### YOUR ASSIGNMENT
Print out the entries below with no edits.
[[ INPUT MATERIAL, beginning ]]
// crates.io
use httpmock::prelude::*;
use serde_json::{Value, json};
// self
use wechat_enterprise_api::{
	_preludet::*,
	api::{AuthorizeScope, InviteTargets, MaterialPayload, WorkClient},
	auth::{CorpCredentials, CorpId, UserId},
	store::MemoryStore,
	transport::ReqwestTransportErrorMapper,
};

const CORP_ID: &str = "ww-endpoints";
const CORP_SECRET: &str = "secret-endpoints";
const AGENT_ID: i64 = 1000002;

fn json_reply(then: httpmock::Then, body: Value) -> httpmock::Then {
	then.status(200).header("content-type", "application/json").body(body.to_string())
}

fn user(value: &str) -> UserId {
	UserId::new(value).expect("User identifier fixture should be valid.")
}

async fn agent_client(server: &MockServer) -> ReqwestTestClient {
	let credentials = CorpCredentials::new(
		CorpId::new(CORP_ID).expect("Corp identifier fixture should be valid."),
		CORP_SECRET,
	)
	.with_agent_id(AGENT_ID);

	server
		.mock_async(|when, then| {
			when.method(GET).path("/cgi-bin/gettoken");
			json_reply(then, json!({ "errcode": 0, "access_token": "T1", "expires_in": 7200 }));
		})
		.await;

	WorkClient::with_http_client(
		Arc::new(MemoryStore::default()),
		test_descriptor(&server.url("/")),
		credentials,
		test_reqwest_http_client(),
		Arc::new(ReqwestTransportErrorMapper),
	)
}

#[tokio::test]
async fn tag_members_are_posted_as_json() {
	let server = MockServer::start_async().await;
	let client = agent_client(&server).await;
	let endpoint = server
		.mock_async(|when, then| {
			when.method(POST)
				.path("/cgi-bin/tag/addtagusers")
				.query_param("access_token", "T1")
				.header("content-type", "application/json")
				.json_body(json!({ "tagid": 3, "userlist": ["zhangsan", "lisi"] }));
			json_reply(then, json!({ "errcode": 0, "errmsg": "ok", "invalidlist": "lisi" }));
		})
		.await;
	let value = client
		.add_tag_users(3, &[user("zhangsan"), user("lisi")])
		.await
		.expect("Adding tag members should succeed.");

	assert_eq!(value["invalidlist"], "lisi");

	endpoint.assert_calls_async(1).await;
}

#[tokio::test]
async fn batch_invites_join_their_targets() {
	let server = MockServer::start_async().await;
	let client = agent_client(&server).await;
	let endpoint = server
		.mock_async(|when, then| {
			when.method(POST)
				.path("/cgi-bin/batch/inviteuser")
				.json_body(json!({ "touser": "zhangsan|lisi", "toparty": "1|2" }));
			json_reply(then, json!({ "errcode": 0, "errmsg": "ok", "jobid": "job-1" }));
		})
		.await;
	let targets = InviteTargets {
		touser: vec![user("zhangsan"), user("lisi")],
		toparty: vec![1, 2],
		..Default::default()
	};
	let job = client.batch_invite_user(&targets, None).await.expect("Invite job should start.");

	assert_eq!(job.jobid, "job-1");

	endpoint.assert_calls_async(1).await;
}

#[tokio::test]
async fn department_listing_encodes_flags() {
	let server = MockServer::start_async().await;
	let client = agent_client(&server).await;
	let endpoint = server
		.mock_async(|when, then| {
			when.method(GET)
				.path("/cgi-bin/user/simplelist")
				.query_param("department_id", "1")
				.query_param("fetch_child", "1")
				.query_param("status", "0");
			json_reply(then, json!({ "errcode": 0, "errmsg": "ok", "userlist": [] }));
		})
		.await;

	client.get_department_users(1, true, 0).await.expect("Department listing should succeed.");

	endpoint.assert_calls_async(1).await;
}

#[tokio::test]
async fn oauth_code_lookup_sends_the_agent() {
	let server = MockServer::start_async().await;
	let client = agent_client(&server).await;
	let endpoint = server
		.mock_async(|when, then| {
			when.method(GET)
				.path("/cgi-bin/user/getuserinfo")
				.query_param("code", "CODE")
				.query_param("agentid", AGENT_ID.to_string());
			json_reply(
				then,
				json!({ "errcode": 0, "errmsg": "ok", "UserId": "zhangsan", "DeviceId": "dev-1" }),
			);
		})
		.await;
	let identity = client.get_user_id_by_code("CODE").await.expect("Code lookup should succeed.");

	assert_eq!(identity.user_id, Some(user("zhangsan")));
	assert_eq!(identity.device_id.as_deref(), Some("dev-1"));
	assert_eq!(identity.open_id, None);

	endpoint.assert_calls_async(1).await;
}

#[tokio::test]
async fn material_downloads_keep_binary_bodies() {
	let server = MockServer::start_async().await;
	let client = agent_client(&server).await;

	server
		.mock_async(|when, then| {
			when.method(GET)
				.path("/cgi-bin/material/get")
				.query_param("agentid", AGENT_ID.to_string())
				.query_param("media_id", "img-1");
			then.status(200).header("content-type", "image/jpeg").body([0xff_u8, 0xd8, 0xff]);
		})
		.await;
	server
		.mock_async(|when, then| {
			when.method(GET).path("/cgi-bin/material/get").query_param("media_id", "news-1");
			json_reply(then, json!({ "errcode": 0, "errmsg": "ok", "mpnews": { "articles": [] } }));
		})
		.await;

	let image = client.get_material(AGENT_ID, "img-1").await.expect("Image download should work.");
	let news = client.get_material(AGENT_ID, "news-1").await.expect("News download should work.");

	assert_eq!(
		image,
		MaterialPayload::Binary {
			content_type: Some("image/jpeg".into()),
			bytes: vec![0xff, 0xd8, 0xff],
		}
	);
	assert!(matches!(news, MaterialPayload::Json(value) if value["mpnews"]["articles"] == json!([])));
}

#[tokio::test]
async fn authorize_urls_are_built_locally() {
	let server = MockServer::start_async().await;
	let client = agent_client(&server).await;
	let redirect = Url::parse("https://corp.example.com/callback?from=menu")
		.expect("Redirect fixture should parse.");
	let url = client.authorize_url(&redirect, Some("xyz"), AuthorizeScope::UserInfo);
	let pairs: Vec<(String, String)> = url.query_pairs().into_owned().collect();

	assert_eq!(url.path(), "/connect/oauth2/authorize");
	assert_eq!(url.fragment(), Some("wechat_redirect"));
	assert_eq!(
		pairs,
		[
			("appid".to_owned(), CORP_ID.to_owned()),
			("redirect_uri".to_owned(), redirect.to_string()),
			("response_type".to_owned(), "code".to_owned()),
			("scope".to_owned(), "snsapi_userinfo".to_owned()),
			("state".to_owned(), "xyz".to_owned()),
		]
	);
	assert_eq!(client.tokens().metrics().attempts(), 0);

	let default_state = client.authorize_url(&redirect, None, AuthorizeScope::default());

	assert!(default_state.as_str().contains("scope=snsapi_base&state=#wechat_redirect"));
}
[[ INPUT MATERIAL, end ]]
### YOUR SOLUTION
// crates.io
use httpmock::prelude::*;
use serde_json::{Value, json};
// self
use wechat_enterprise_api::{
	_preludet::*,
	api::{AuthorizeScope, InviteTargets, MaterialPayload, WorkClient},
	auth::{CorpCredentials, CorpId, UserId},
	store::MemoryStore,
	transport::ReqwestTransportErrorMapper,
};

const CORP_ID: &str = "ww-endpoints";
const CORP_SECRET: &str = "secret-endpoints";
const AGENT_ID: i64 = 1000002;

fn json_reply(then: httpmock::Then, body: Value) -> httpmock::Then {
	then.status(200).header("content-type", "application/json").body(body.to_string())
}

fn user(value: &str) -> UserId {
	UserId::new(value).expect("User identifier fixture should be valid.")
}

async fn agent_client(server: &MockServer) -> ReqwestTestClient {
	let credentials = CorpCredentials::new(
		CorpId::new(CORP_ID).expect("Corp identifier fixture should be valid."),
		CORP_SECRET,
	)
	.with_agent_id(AGENT_ID);

	server
		.mock_async(|when, then| {
			when.method(GET).path("/cgi-bin/gettoken");
			json_reply(then, json!({ "errcode": 0, "access_token": "T1", "expires_in": 7200 }));
		})
		.await;

	WorkClient::with_http_client(
		Arc::new(MemoryStore::default()),
		test_descriptor(&server.url("/")),
		credentials,
		test_reqwest_http_client(),
		Arc::new(ReqwestTransportErrorMapper),
	)
}

#[tokio::test]
async fn tag_members_are_posted_as_json() {
	let server = MockServer::start_async().await;
	let client = agent_client(&server).await;
	let endpoint = server
		.mock_async(|when, then| {
			when.method(POST)
				.path("/cgi-bin/tag/addtagusers")
				.query_param("access_token", "T1")
				.header("content-type", "application/json")
				.json_body(json!({ "tagid": 3, "userlist": ["zhangsan", "lisi"] }));
			json_reply(then, json!({ "errcode": 0, "errmsg": "ok", "invalidlist": "lisi" }));
		})
		.await;
	let value = client
		.add_tag_users(3, &[user("zhangsan"), user("lisi")])
		.await
		.expect("Adding tag members should succeed.");

	assert_eq!(value["invalidlist"], "lisi");

	endpoint.assert_calls_async(1).await;
}

#[tokio::test]
async fn batch_invites_join_their_targets() {
	let server = MockServer::start_async().await;
	let client = agent_client(&server).await;
	let endpoint = server
		.mock_async(|when, then| {
			when.method(POST)
				.path("/cgi-bin/batch/inviteuser")
				.json_body(json!({ "touser": "zhangsan|lisi", "toparty": "1|2" }));
			json_reply(then, json!({ "errcode": 0, "errmsg": "ok", "jobid": "job-1" }));
		})
		.await;
	let targets = InviteTargets {
		touser: vec![user("zhangsan"), user("lisi")],
		toparty: vec![1, 2],
		..Default::default()
	};
	let job = client.batch_invite_user(&targets, None).await.expect("Invite job should start.");

	assert_eq!(job.jobid, "job-1");

	endpoint.assert_calls_async(1).await;
}

#[tokio::test]
async fn department_listing_encodes_flags() {
	let server = MockServer::start_async().await;
	let client = agent_client(&server).await;
	let endpoint = server
		.mock_async(|when, then| {
			when.method(GET)
				.path("/cgi-bin/user/simplelist")
				.query_param("department_id", "1")
				.query_param("fetch_child", "1")
				.query_param("status", "0");
			json_reply(then, json!({ "errcode": 0, "errmsg": "ok", "userlist": [] }));
		})
		.await;

	client.get_department_users(1, true, 0).await.expect("Department listing should succeed.");

	endpoint.assert_calls_async(1).await;
}

#[tokio::test]
async fn oauth_code_lookup_sends_the_agent() {
	let server = MockServer::start_async().await;
	let client = agent_client(&server).await;
	let endpoint = server
		.mock_async(|when, then| {
			when.method(GET)
				.path("/cgi-bin/user/getuserinfo")
				.query_param("code", "CODE")
				.query_param("agentid", AGENT_ID.to_string());
			json_reply(
				then,
				json!({ "errcode": 0, "errmsg": "ok", "UserId": "zhangsan", "DeviceId": "dev-1" }),
			);
		})
		.await;
	let identity = client.get_user_id_by_code("CODE").await.expect("Code lookup should succeed.");

	assert_eq!(identity.user_id, Some(user("zhangsan")));
	assert_eq!(identity.device_id.as_deref(), Some("dev-1"));
	assert_eq!(identity.open_id, None);

	endpoint.assert_calls_async(1).await;
}

#[tokio::test]
async fn material_downloads_keep_binary_bodies() {
	let server = MockServer::start_async().await;
	let client = agent_client(&server).await;

	server
		.mock_async(|when, then| {
			when.method(GET)
				.path("/cgi-bin/material/get")
				.query_param("agentid", AGENT_ID.to_string())
				.query_param("media_id", "img-1");
			then.status(200).header("content-type", "image/jpeg").body([0xff_u8, 0xd8, 0xff]);
		})
		.await;
	server
		.mock_async(|when, then| {
			when.method(GET).path("/cgi-bin/material/get").query_param("media_id", "news-1");
			json_reply(then, json!({ "errcode": 0, "errmsg": "ok", "mpnews": { "articles": [] } }));
		})
		.await;

	let image = client.get_material(AGENT_ID, "img-1").await.expect("Image download should work.");
	let news = client.get_material(AGENT_ID, "news-1").await.expect("News download should work.");

	assert_eq!(
		image,
		MaterialPayload::Binary {
			content_type: Some("image/jpeg".into()),
			bytes: vec![0xff, 0xd8, 0xff],
		}
	);
	assert!(matches!(news, MaterialPayload::Json(value) if value["mpnews"]["articles"] == json!([])));
}

#[tokio::test]
async fn authorize_urls_are_built_locally() {
	let server = MockServer::start_async().await;
	let client = agent_client(&server).await;
	let redirect = Url::parse("https://corp.example.com/callback?from=menu")
		.expect("Redirect fixture should parse.");
	let url = client.authorize_url(&redirect, Some("xyz"), AuthorizeScope::UserInfo);
	let pairs: Vec<(String, String)> = url.query_pairs().into_owned().collect();

	assert_eq!(url.path(), "/connect/oauth2/authorize");
	assert_eq!(url.fragment(), Some("wechat_redirect"));
	assert_eq!(
		pairs,
		[
			("appid".to_owned(), CORP_ID.to_owned()),
			("redirect_uri".to_owned(), redirect.to_string()),
			("response_type".to_owned(), "code".to_owned()),
			("scope".to_owned(), "snsapi_userinfo".to_owned()),
			("state".to_owned(), "xyz".to_owned()),
		]
	);
	assert_eq!(client.tokens().metrics().attempts(), 0);

	let default_state = client.authorize_url(&redirect, None, AuthorizeScope::default());

	assert!(default_state.as_str().contains("scope=snsapi_base&state=#wechat_redirect"));
}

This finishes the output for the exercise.